Through the mask not shown, the patient inhales a gas mixture which is composed of the second breathable gas mixture supplied via the conduit 3 and the anaesthetic agent supplied via the supply conduit 4. The concentration ratios of the components can be adjusted via a control. The first breathable gas mixture exhaled again is passed via the conduit 2 through the retaining filter 1, wherein part of the xenon contained in the gas mixture is adsorbed in the retaining filter. In the next breathing cycle, this adsorbed xenon can be discharged at least partially again into the second breathable gas mixture coming from the conduit 3. It surprisingly turned out that the retaining filter shows different effects for the two flow directions on account of both the different flow rates and the respectively differing xenon concentrations of the two breathable gas mixtures: Slowly flowing xenon-rich gas preferably discharges xenon into the filter, whereas xenon-poor gas flowing faster tends to take xenon from the filter. Thus, the xenon is recycled within one breathing cycle.

The device further comprises a means 5 for exchanging heat and humidity. This means, for example, allows for partially absorbing the humidity contained in the exhaled breathable gas mixture and discharging it again into the breathable gas mixture to be inhaled. A sample outlet 6 is attached to this means for supplying part of the first and/or second breathable gas mixture from the first conduit 2 to an analysis means (not shown). The latter enables the measurement or examination of for example, the xenon concentration in the breathable gas mixture supplied to the patient or exhaled by the patient and thus ensures an adequate anaesthetic condition. The attachment of the outlet 6 to the means 5 entails good stirring of the mixture and thus the removal of a representative sample. However, another attachment is optionally also conceivable.

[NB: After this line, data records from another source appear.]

//! i2c-transport: blocking I2C/SMBus bus abstractions
//!
//! This crate provides the transport trait consumed by the device drivers and
//! the polling engine, with feature-gated backends. The default build enables a
//! `mock` backend so that binaries and tests run on any host without adapters.

mod types;
pub use types::{BusInfo, ADDRESS_MAX, ADDRESS_MIN};

mod error;
pub use error::{Result, TransportError};

mod traits;
pub use traits::I2cBus;

mod handle;
pub use handle::BusHandle;

#[cfg(feature = "mock")]
mod mock;

#[cfg(feature = "mock")]
pub use mock::{MockBus, MockDevice, MockOp};

#[cfg(feature = "linux")]
mod linux;

#[cfg(feature = "linux")]
pub use linux::LinuxBus;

In order to recover the gas mixture analyzed by the analysis means and in particular the xenon contained in said gas mixture, said gas mixture is again fed into the loop after the analysis has been performed. To this end, the device preferably comprises a connection conduit (not shown) between the analysis means and the supply conduit 4 for feeding the breathable gas mixture discharged from the analysis means again into the first conduit 2.

The second conduit 3 is preferably connected to a branching piece or Y piece 7. This enables, for example, the removal and disposal of the exhausted breathable gas through the conduit 8 and the provision of fresh breathable gas through the supply conduit 9. For the purpose of a cyclic operation, however, the conduits 8 and 9 can also be connected to each other via a respective control. In this case, it is recommendable to incorporate a carbon dioxide filter 10 into the loop, e.g. between the conduits 8 and 9, for example as shown in FIG. 2.

FIG. 2 schematically illustrates an anaesthesia system to which a device for recycling xenon can be attached via the Y piece 7 as described above. FIG. 2 shows a loop in which the exhaled breathable gas mixture circulates and is provided again for inhalation in an essentially refreshed way. The mixture flows from the Y piece 7 past the outlet 11 at which excessive gas can be discharged. Fresh gas, i.e. in particular oxygen but as the case may be also an anaesthetic, can be fed into the loop through the supply conduit 12. The artificial respirator 13 serves the purpose of providing the instantaneous gas flow of 20 to 60 l/min, which is considerably greater than the continuous inflow of fresh gas through the supply conduit 12, which is typically in the order of 1 l/min. Finally, the carbon dioxide enriched by the breathing process is filtered out of the breathing gas mixture in a carbon dioxide filter 10. The corresponding volume loss is compensated for by said inflow through the supply conduit 12. When the inflow of fresh gas through the supply conduit 12 is for example increased to the amount of the respiratory volume per minute, the carbon dioxide filter is superfluous. As an alternative to supplying fresh gas through the supply conduit 12 it is also possible to introduce the fresh gas together with the anaesthetic agent through the supply conduit 4 (see FIG. 1).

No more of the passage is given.